## Problem to solve
Copy out the entries that follow. Leave none out.

## Records
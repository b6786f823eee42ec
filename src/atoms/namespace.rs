//! Namespace directives: `{% use atoms <module> as <alias> %}`
//!
//! Directives are matched over raw source text and stripped before the
//! template is tokenized, so the host tag vocabulary never sees them.
//! Malformed directives are left in place and surface as unknown `use`
//! tags when the template is parsed.

use std::collections::HashMap;

use once_cell::sync::Lazy;
use regex::Regex;
use tracing::debug;

use crate::error::line_at;

static DIRECTIVE_RE: Lazy<Regex> = Lazy::new(|| {
    Regex::new(
        r#"\{%\s*use\s+atoms\s+['"]?(?P<module>[A-Za-z_]\w*(?:\.[A-Za-z_]\w*)*)['"]?\s+as\s+['"]?(?P<alias>[A-Za-z_]\w*)['"]?\s*%\}"#,
    )
    .expect("directive pattern is valid")
});

/// One namespace directive found in a template
#[derive(Debug, Clone, PartialEq, Eq)]
pub struct Declaration {
    pub alias: String,
    pub module: String,
    /// Byte offset of the directive in the stripped source
    pub offset: usize,
    /// Line of the directive in the original source
    pub line: usize,
}

/// Source with directives removed, plus the directives in source order
#[derive(Debug, Clone, PartialEq, Eq)]
pub struct Preprocessed {
    pub source: String,
    pub declarations: Vec<Declaration>,
}

/// Extract and strip every namespace directive in `source`
///
/// Each directive is replaced by the newlines it contained so line numbers
/// of the remaining source are unchanged.
pub fn strip_declarations(source: &str) -> Preprocessed {
    let mut out = String::with_capacity(source.len());
    let mut declarations = Vec::new();
    let mut last = 0;

    for caps in DIRECTIVE_RE.captures_iter(source) {
        let Some(whole) = caps.get(0) else { continue };
        out.push_str(&source[last..whole.start()]);
        declarations.push(Declaration {
            alias: caps["alias"].to_string(),
            module: caps["module"].to_string(),
            offset: out.len(),
            line: line_at(source, whole.start()),
        });
        out.extend(whole.as_str().chars().filter(|&c| c == '\n'));
        last = whole.end();
    }
    out.push_str(&source[last..]);

    Preprocessed {
        source: out,
        declarations,
    }
}

/// Alias to module mapping accumulated by one environment
#[derive(Debug, Clone, Default, PartialEq, Eq)]
pub struct NamespaceMap {
    entries: HashMap<String, String>,
}

impl NamespaceMap {
    pub fn new() -> Self {
        Self::default()
    }

    /// Bind `alias`, returning the module it was bound to before
    pub fn insert(&mut self, alias: impl Into<String>, module: impl Into<String>) -> Option<String> {
        self.entries.insert(alias.into(), module.into())
    }

    pub fn get(&self, alias: &str) -> Option<&str> {
        self.entries.get(alias).map(String::as_str)
    }

    pub fn len(&self) -> usize {
        self.entries.len()
    }

    pub fn is_empty(&self) -> bool {
        self.entries.is_empty()
    }

    pub fn iter(&self) -> impl Iterator<Item = (&str, &str)> {
        self.entries.iter().map(|(a, m)| (a.as_str(), m.as_str()))
    }

    /// Merge declarations; a redeclared alias takes the latest module
    pub fn register(&mut self, declarations: &[Declaration]) {
        for decl in declarations {
            match self.insert(decl.alias.clone(), decl.module.clone()) {
                Some(previous) if previous != decl.module => debug!(
                    alias = %decl.alias,
                    previous = %previous,
                    module = %decl.module,
                    "atom namespace redeclared"
                ),
                _ => debug!(alias = %decl.alias, module = %decl.module, "atom namespace registered"),
            }
        }
    }

    /// Module for `alias` as seen by a tag at `offset` of the template being compiled
    ///
    /// When the template declares `alias` itself, only declarations before the
    /// tag count. Otherwise the environment-wide mapping applies.
    pub fn lookup<'a>(
        &'a self,
        current: &'a [Declaration],
        alias: &str,
        offset: usize,
    ) -> Option<&'a str> {
        let mut local = current.iter().filter(|d| d.alias == alias).peekable();
        if local.peek().is_none() {
            return self.get(alias);
        }
        local
            .filter(|d| d.offset <= offset)
            .last()
            .map(|d| d.module.as_str())
    }
}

## Written reply
repository b6786f823eee42ec
filename src/atoms/namespace.rs
//! Namespace directives: `{% use atoms <module> as <alias> %}`
//!
//! Directives are matched over raw source text and stripped before the
//! template is tokenized, so the host tag vocabulary never sees them.
//! Malformed directives are left in place and surface as unknown `use`
//! tags when the template is parsed.

use std::collections::HashMap;

use once_cell::sync::Lazy;
use regex::Regex;
use tracing::debug;

use crate::error::line_at;

static DIRECTIVE_RE: Lazy<Regex> = Lazy::new(|| {
    Regex::new(
        r#"\{%\s*use\s+atoms\s+['"]?(?P<module>[A-Za-z_]\w*(?:\.[A-Za-z_]\w*)*)['"]?\s+as\s+['"]?(?P<alias>[A-Za-z_]\w*)['"]?\s*%\}"#,
    )
    .expect("directive pattern is valid")
});

/// One namespace directive found in a template
#[derive(Debug, Clone, PartialEq, Eq)]
pub struct Declaration {
    pub alias: String,
    pub module: String,
    /// Byte offset of the directive in the stripped source
    pub offset: usize,
    /// Line of the directive in the original source
    pub line: usize,
}

/// Source with directives removed, plus the directives in source order
#[derive(Debug, Clone, PartialEq, Eq)]
pub struct Preprocessed {
    pub source: String,
    pub declarations: Vec<Declaration>,
}

/// Extract and strip every namespace directive in `source`
///
/// Each directive is replaced by the newlines it contained so line numbers
/// of the remaining source are unchanged.
pub fn strip_declarations(source: &str) -> Preprocessed {
    let mut out = String::with_capacity(source.len());
    let mut declarations = Vec::new();
    let mut last = 0;

    for caps in DIRECTIVE_RE.captures_iter(source) {
        let Some(whole) = caps.get(0) else { continue };
        out.push_str(&source[last..whole.start()]);
        declarations.push(Declaration {
            alias: caps["alias"].to_string(),
            module: caps["module"].to_string(),
            offset: out.len(),
            line: line_at(source, whole.start()),
        });
        out.extend(whole.as_str().chars().filter(|&c| c == '\n'));
        last = whole.end();
    }
    out.push_str(&source[last..]);

    Preprocessed {
        source: out,
        declarations,
    }
}

/// Alias to module mapping accumulated by one environment
#[derive(Debug, Clone, Default, PartialEq, Eq)]
pub struct NamespaceMap {
    entries: HashMap<String, String>,
}

impl NamespaceMap {
    pub fn new() -> Self {
        Self::default()
    }

    /// Bind `alias`, returning the module it was bound to before
    pub fn insert(&mut self, alias: impl Into<String>, module: impl Into<String>) -> Option<String> {
        self.entries.insert(alias.into(), module.into())
    }

    pub fn get(&self, alias: &str) -> Option<&str> {
        self.entries.get(alias).map(String::as_str)
    }

    pub fn len(&self) -> usize {
        self.entries.len()
    }

    pub fn is_empty(&self) -> bool {
        self.entries.is_empty()
    }

    pub fn iter(&self) -> impl Iterator<Item = (&str, &str)> {
        self.entries.iter().map(|(a, m)| (a.as_str(), m.as_str()))
    }

    /// Merge declarations; a redeclared alias takes the latest module
    pub fn register(&mut self, declarations: &[Declaration]) {
        for decl in declarations {
            match self.insert(decl.alias.clone(), decl.module.clone()) {
                Some(previous) if previous != decl.module => debug!(
                    alias = %decl.alias,
                    previous = %previous,
                    module = %decl.module,
                    "atom namespace redeclared"
                ),
                _ => debug!(alias = %decl.alias, module = %decl.module, "atom namespace registered"),
            }
        }
    }

    /// Module for `alias` as seen by a tag at `offset` of the template being compiled
    ///
    /// When the template declares `alias` itself, only declarations before the
    /// tag count. Otherwise the environment-wide mapping applies.
    pub fn lookup<'a>(
        &'a self,
        current: &'a [Declaration],
        alias: &str,
        offset: usize,
    ) -> Option<&'a str> {
        let mut local = current.iter().filter(|d| d.alias == alias).peekable();
        if local.peek().is_none() {
            return self.get(alias);
        }
        local
            .filter(|d| d.offset <= offset)
            .last()
            .map(|d| d.module.as_str())
    }
}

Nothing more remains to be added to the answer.